(Dataset entries)
//! Service specifications and their builder
//!
//! A `ServiceSpec` is an immutable snapshot produced by `ServiceBuilder`.
//! All mutation (labels, ports, dependencies) happens at configuration time
//! through the builder; the compiler and rollout only ever read.

use super::cluster::{ClusterBase, Dependency};
use crate::endpoint::Protocol;
use crate::error::{ArmadaError, Result};
use crate::image::{ImageBuilder, Registry};
use std::collections::BTreeMap;
use std::path::PathBuf;
use std::sync::Arc;

/// Scheduling mode for a service
#[derive(Debug, Clone, Copy, Default, PartialEq, Eq)]
pub enum SchedulingMode {
    /// A fixed number of replicas
    #[default]
    Replicated,
    /// One task per node
    Global,
}

impl SchedulingMode {
    pub fn as_str(self) -> &'static str {
        match self {
            Self::Replicated => "replicated",
            Self::Global => "global",
        }
    }
}

/// Restart policy, declared in compose terms
#[derive(Debug, Clone, Copy, PartialEq, Eq)]
pub enum RestartPolicy {
    No,
    Always,
    OnFailure,
    /// Compose-only; has no swarm equivalent and is rejected there
    UnlessStopped,
}

impl RestartPolicy {
    pub fn compose_value(self) -> &'static str {
        match self {
            Self::No => "no",
            Self::Always => "always",
            Self::OnFailure => "on-failure",
            Self::UnlessStopped => "unless-stopped",
        }
    }

    /// Swarm restart condition, when one exists
    pub fn swarm_condition(self) -> Option<&'static str> {
        match self {
            Self::No => Some("none"),
            Self::Always => Some("any"),
            Self::OnFailure => Some("on-failure"),
            Self::UnlessStopped => None,
        }
    }
}

/// Replica bounds, validated on construction
#[derive(Debug, Clone, Copy, PartialEq, Eq)]
pub struct Replicas {
    pub min: u32,
    pub initial: u32,
    pub max: u32,
}

impl Replicas {
    /// Requires `min <= initial <= max`
    pub fn new(service: &str, min: u32, initial: u32, max: u32) -> Result<Self> {
        if min > initial || initial > max {
            return Err(ArmadaError::ReplicaBounds {
                service: service.to_string(),
                min,
                initial,
                max,
            });
        }
        Ok(Self { min, initial, max })
    }

    pub fn fixed(count: u32) -> Self {
        Self {
            min: count,
            initial: count,
            max: count,
        }
    }
}

impl Default for Replicas {
    fn default() -> Self {
        Self::fixed(1)
    }
}

/// A min/max resource range (cpus or memory), compose string form
#[derive(Debug, Clone, Default, PartialEq, Eq)]
pub struct ResourceRange {
    pub min: Option<String>,
    pub max: Option<String>,
}

impl ResourceRange {
    pub fn new(min: &str, max: &str) -> Self {
        Self {
            min: Some(min.to_string()),
            max: Some(max.to_string()),
        }
    }
}

/// Published port publish mode
#[derive(Debug, Clone, Copy, Default, PartialEq, Eq)]
pub enum PortMode {
    #[default]
    Ingress,
    Host,
}

impl PortMode {
    pub fn as_str(self) -> &'static str {
        match self {
            Self::Ingress => "ingress",
            Self::Host => "host",
        }
    }
}

/// A service port mapping
#[derive(Debug, Clone, PartialEq, Eq)]
pub struct ServicePort {
    /// Container-side port
    pub target: u16,
    /// Host-side port
    pub published: Option<u16>,
    /// Host IP to bind to
    pub ip: Option<String>,
    pub protocol: Protocol,
    pub mode: PortMode,
}

impl ServicePort {
    pub fn new(target: u16) -> Self {
        Self {
            target,
            published: None,
            ip: None,
            protocol: Protocol::Tcp,
            mode: PortMode::Ingress,
        }
    }

    pub fn published(mut self, port: u16) -> Self {
        self.published = Some(port);
        self
    }

    pub fn bind_ip(mut self, ip: &str) -> Self {
        self.ip = Some(ip.to_string());
        self
    }

    pub fn protocol(mut self, protocol: Protocol) -> Self {
        self.protocol = protocol;
        self
    }

    pub fn mode(mut self, mode: PortMode) -> Self {
        self.mode = mode;
        self
    }

    /// Parse the short `[published:]target[/protocol]` syntax
    pub fn parse(spec: &str) -> Result<Self> {
        let (ports, protocol) = match spec.split_once('/') {
            Some((ports, "tcp")) => (ports, Protocol::Tcp),
            Some((ports, "udp")) => (ports, Protocol::Udp),
            Some((_, other)) => {
                return Err(ArmadaError::InvalidPort(format!(
                    "unknown protocol '{}' in '{}'",
                    other, spec
                )))
            }
            None => (spec, Protocol::Tcp),
        };

        let parse_num = |value: &str| {
            value
                .parse::<u16>()
                .map_err(|_| ArmadaError::InvalidPort(format!("invalid port in '{}'", spec)))
        };

        let port = match ports.split_once(':') {
            Some((published, target)) => Self {
                target: parse_num(target)?,
                published: Some(parse_num(published)?),
                ip: None,
                protocol,
                mode: PortMode::Ingress,
            },
            None => Self {
                target: parse_num(ports)?,
                published: None,
                ip: None,
                protocol,
                mode: PortMode::Ingress,
            },
        };

        Ok(port)
    }

    /// Identity used for deduplication
    pub fn key(&self) -> (u16, Option<u16>, Protocol) {
        (self.target, self.published, self.protocol)
    }

    pub fn display(&self) -> String {
        match self.published {
            Some(published) => format!("{}:{}/{}", published, self.target, self.protocol),
            None => format!("{}/{}", self.target, self.protocol),
        }
    }
}

/// Kind of a volume mount
#[derive(Debug, Clone, Copy, PartialEq, Eq)]
pub enum VolumeKind {
    /// Named volume, registered at the document top level
    Volume,
    /// Host bind mount
    Bind,
    Tmpfs,
}

impl VolumeKind {
    pub fn as_str(self) -> &'static str {
        match self {
            Self::Volume => "volume",
            Self::Bind => "bind",
            Self::Tmpfs => "tmpfs",
        }
    }
}

/// A volume mount on a service
#[derive(Debug, Clone, PartialEq, Eq)]
pub struct ServiceVolume {
    pub kind: VolumeKind,
    /// Volume name or host path
    pub source: String,
    /// Mount point in the container
    pub target: String,
    pub read_only: bool,
}

impl ServiceVolume {
    pub fn volume(source: &str, target: &str) -> Self {
        Self {
            kind: VolumeKind::Volume,
            source: source.to_string(),
            target: target.to_string(),
            read_only: false,
        }
    }

    pub fn bind(source: &str, target: &str) -> Self {
        Self {
            kind: VolumeKind::Bind,
            source: source.to_string(),
            target: target.to_string(),
            read_only: false,
        }
    }

    pub fn read_only(mut self) -> Self {
        self.read_only = true;
        self
    }
}

/// A label or environment value, flattened to a string at compile time
#[derive(Debug, Clone, PartialEq)]
pub enum ConfigValue {
    Str(String),
    Bool(bool),
    Int(i64),
    Float(f64),
}

impl ConfigValue {
    /// Document form: booleans as "true"/"false", numbers as decimal strings
    pub fn flatten(&self) -> String {
        match self {
            Self::Str(s) => s.clone(),
            Self::Bool(b) => b.to_string(),
            Self::Int(n) => n.to_string(),
            Self::Float(n) => n.to_string(),
        }
    }
}

impl From<&str> for ConfigValue {
    fn from(value: &str) -> Self {
        Self::Str(value.to_string())
    }
}

impl From<String> for ConfigValue {
    fn from(value: String) -> Self {
        Self::Str(value)
    }
}

impl From<bool> for ConfigValue {
    fn from(value: bool) -> Self {
        Self::Bool(value)
    }
}

impl From<i64> for ConfigValue {
    fn from(value: i64) -> Self {
        Self::Int(value)
    }
}

impl From<u16> for ConfigValue {
    fn from(value: u16) -> Self {
        Self::Int(value as i64)
    }
}

impl From<f64> for ConfigValue {
    fn from(value: f64) -> Self {
        Self::Float(value)
    }
}

/// Reverse-proxy capability attached to a service
#[derive(Debug, Clone, Default, PartialEq, Eq)]
pub struct ProxyRole {
    /// Entrypoint names exposed to routed services (e.g. "websecure")
    pub entrypoints: Vec<String>,
}

/// Web capability attached to a service
#[derive(Debug, Clone, PartialEq, Eq)]
pub struct WebRole {
    /// Domain names this service answers for
    pub domains: Vec<String>,
    /// Name of the proxy service requests route through
    pub proxy: String,
    /// Container port the proxy forwards to
    pub port: u16,
}

/// Added/dropped Linux capabilities
#[derive(Debug, Clone, Default, PartialEq, Eq)]
pub struct Capabilities {
    pub add: Vec<String>,
    pub drop: Vec<String>,
}

/// An immutable, validated service specification
#[derive(Debug, Clone)]
pub struct ServiceSpec {
    pub name: String,
    pub image: String,
    /// Local build context; services without one are pulled, not built
    pub context: Option<PathBuf>,
    pub registry: Option<Registry>,
    pub builder: Option<ImageBuilder>,
    pub mode: SchedulingMode,
    /// Swarm placement constraint, e.g. "node.role == manager"
    pub placement: Option<String>,
    pub labels: BTreeMap<String, ConfigValue>,
    pub sysctls: BTreeMap<String, String>,
    pub capabilities: Capabilities,
    pub profiles: Vec<String>,
    pub environment: BTreeMap<String, ConfigValue>,
    pub cpus: ResourceRange,
    pub memory: ResourceRange,
    pub replicas: Replicas,
    pub ports: Vec<ServicePort>,
    pub volumes: Vec<ServiceVolume>,
    pub restart: Option<RestartPolicy>,
    pub command: Option<Vec<String>>,
    /// Raw compose keys merged into the emitted fragment as-is
    pub extra: BTreeMap<String, serde_yaml::Value>,
    pub proxy_role: Option<ProxyRole>,
    pub web_role: Option<WebRole>,
    /// Declared dependency edges, in declaration order
    pub dependencies: Vec<Dependency>,
}

impl ServiceSpec {
    pub fn builder(name: &str, image: &str) -> ServiceBuilder {
        ServiceBuilder::new(name, image)
    }

    /// True when this service plays the reverse-proxy role
    pub fn is_proxy(&self) -> bool {
        self.proxy_role.is_some()
    }

    /// Domains this service answers for when routed through `proxy`
    pub fn domains_behind(&self, proxy: &str) -> Vec<String> {
        match self.web_role {
            Some(ref web) if web.proxy == proxy => web.domains.clone(),
            _ => Vec::new(),
        }
    }
}

/// Chained-setter builder producing an immutable `ServiceSpec`
#[derive(Debug, Clone)]
pub struct ServiceBuilder {
    spec: ServiceSpec,
}

impl ServiceBuilder {
    pub fn new(name: &str, image: &str) -> Self {
        Self {
            spec: ServiceSpec {
                name: name.to_string(),
                image: image.to_string(),
                context: None,
                registry: None,
                builder: None,
                mode: SchedulingMode::Replicated,
                placement: None,
                labels: BTreeMap::new(),
                sysctls: BTreeMap::new(),
                capabilities: Capabilities::default(),
                profiles: Vec::new(),
                environment: BTreeMap::new(),
                cpus: ResourceRange::default(),
                memory: ResourceRange::default(),
                replicas: Replicas::default(),
                ports: Vec::new(),
                volumes: Vec::new(),
                restart: None,
                command: None,
                extra: BTreeMap::new(),
                proxy_role: None,
                web_role: None,
                dependencies: Vec::new(),
            },
        }
    }

    pub fn context(mut self, path: PathBuf) -> Self {
        self.spec.context = Some(path);
        self
    }

    pub fn registry(mut self, registry: Registry) -> Self {
        self.spec.registry = Some(registry);
        self
    }

    pub fn image_builder(mut self, builder: ImageBuilder) -> Self {
        self.spec.builder = Some(builder);
        self
    }

    pub fn mode(mut self, mode: SchedulingMode) -> Self {
        self.spec.mode = mode;
        self
    }

    pub fn placement(mut self, constraint: &str) -> Self {
        self.spec.placement = Some(constraint.to_string());
        self
    }

    pub fn label(mut self, key: &str, value: impl Into<ConfigValue>) -> Self {
        self.spec.labels.insert(key.to_string(), value.into());
        self
    }

    pub fn sysctl(mut self, key: &str, value: &str) -> Self {
        self.spec.sysctls.insert(key.to_string(), value.to_string());
        self
    }

    pub fn cap_add(mut self, capability: &str) -> Self {
        self.spec.capabilities.add.push(capability.to_string());
        self
    }

    pub fn cap_drop(mut self, capability: &str) -> Self {
        self.spec.capabilities.drop.push(capability.to_string());
        self
    }

    pub fn profile(mut self, profile: &str) -> Self {
        self.spec.profiles.push(profile.to_string());
        self
    }

    pub fn env(mut self, key: &str, value: impl Into<ConfigValue>) -> Self {
        self.spec.environment.insert(key.to_string(), value.into());
        self
    }

    pub fn cpus(mut self, min: &str, max: &str) -> Self {
        self.spec.cpus = ResourceRange::new(min, max);
        self
    }

    pub fn memory(mut self, min: &str, max: &str) -> Self {
        self.spec.memory = ResourceRange::new(min, max);
        self
    }

    pub fn replicas(mut self, replicas: Replicas) -> Self {
        self.spec.replicas = replicas;
        self
    }

    /// Add a port from the short `[published:]target[/protocol]` syntax.
    ///
    /// Errors on a duplicate `(target, published, protocol)` triple.
    pub fn port(self, spec: &str) -> Result<Self> {
        let port = ServicePort::parse(spec)?;
        self.port_spec(port)
    }

    /// Add a structured port mapping; duplicates are an error
    pub fn port_spec(mut self, port: ServicePort) -> Result<Self> {
        if self.spec.ports.iter().any(|p| p.key() == port.key()) {
            return Err(ArmadaError::DuplicatePort {
                service: self.spec.name.clone(),
                port: port.display(),
            });
        }
        self.spec.ports.push(port);
        Ok(self)
    }

    pub fn volume(mut self, volume: ServiceVolume) -> Self {
        self.spec.volumes.push(volume);
        self
    }

    pub fn restart(mut self, policy: RestartPolicy) -> Self {
        self.spec.restart = Some(policy);
        self
    }

    pub fn command(mut self, command: Vec<String>) -> Self {
        self.spec.command = Some(command);
        self
    }

    pub fn extra(mut self, key: &str, value: serde_yaml::Value) -> Self {
        self.spec.extra.insert(key.to_string(), value);
        self
    }

    pub fn proxy_role(mut self, role: ProxyRole) -> Self {
        self.spec.proxy_role = Some(role);
        self
    }

    pub fn web_role(mut self, role: WebRole) -> Self {
        self.spec.web_role = Some(role);
        self
    }

    /// Declare a dependency on a service owned by `cluster`
    pub fn depends_on(mut self, service: Arc<ServiceSpec>, cluster: ClusterBase) -> Self {
        self.spec.dependencies.push(Dependency { service, cluster });
        self
    }

    /// Snapshot the configuration
    pub fn build(self) -> Arc<ServiceSpec> {
        Arc::new(self.spec)
    }
}
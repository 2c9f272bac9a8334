//! PostgreSQL specialization

use crate::error::Result;
use crate::fleet::service::{RestartPolicy, ServiceSpec, ServiceVolume};
use std::sync::Arc;

const DEFAULT_IMAGE: &str = "postgres:16";
const DATA_DIR: &str = "/var/lib/postgresql/data";

/// Factory for a PostgreSQL service with a persistent data volume
#[derive(Debug, Clone)]
pub struct PostgresService {
    name: String,
    image: String,
    database: String,
    username: String,
    password: String,
    /// Publish 5432 on the host, for clusters with external clients
    published_port: Option<u16>,
}

impl PostgresService {
    pub fn new(name: &str, database: &str, username: &str, password: &str) -> Self {
        Self {
            name: name.to_string(),
            image: DEFAULT_IMAGE.to_string(),
            database: database.to_string(),
            username: username.to_string(),
            password: password.to_string(),
            published_port: None,
        }
    }

    pub fn image(mut self, image: &str) -> Self {
        self.image = image.to_string();
        self
    }

    pub fn publish(mut self, port: u16) -> Self {
        self.published_port = Some(port);
        self
    }

    pub fn build(self) -> Result<Arc<ServiceSpec>> {
        let mut builder = ServiceSpec::builder(&self.name, &self.image)
            .env("POSTGRES_DB", self.database.clone())
            .env("POSTGRES_USER", self.username.clone())
            .env("POSTGRES_PASSWORD", self.password.clone())
            .restart(RestartPolicy::Always)
            .volume(ServiceVolume::volume(&format!("{}-data", self.name), DATA_DIR));

        if let Some(port) = self.published_port {
            builder = builder.port(&format!("{}:5432/tcp", port))?;
        }

        Ok(builder.build())
    }
}

#[cfg(test)]
mod tests {
    use super::*;

    #[test]
    fn test_data_volume_and_env() {
        let db = PostgresService::new("db", "app", "app", "hunter2")
            .build()
            .unwrap();

        assert_eq!(db.environment["POSTGRES_DB"].flatten(), "app");
        assert_eq!(db.volumes.len(), 1);
        assert_eq!(db.volumes[0].source, "db-data");
        assert_eq!(db.volumes[0].target, DATA_DIR);
        assert!(db.ports.is_empty());
    }

    #[test]
    fn test_published_port() {
        let db = PostgresService::new("db", "app", "app", "hunter2")
            .publish(15432)
            .build()
            .unwrap();
        assert_eq!(db.ports[0].published, Some(15432));
        assert_eq!(db.ports[0].target, 5432);
    }
}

__What is needed__
In the data, find how many lines hold the string "Ingress", and answer with the number only.

__Answer box__
5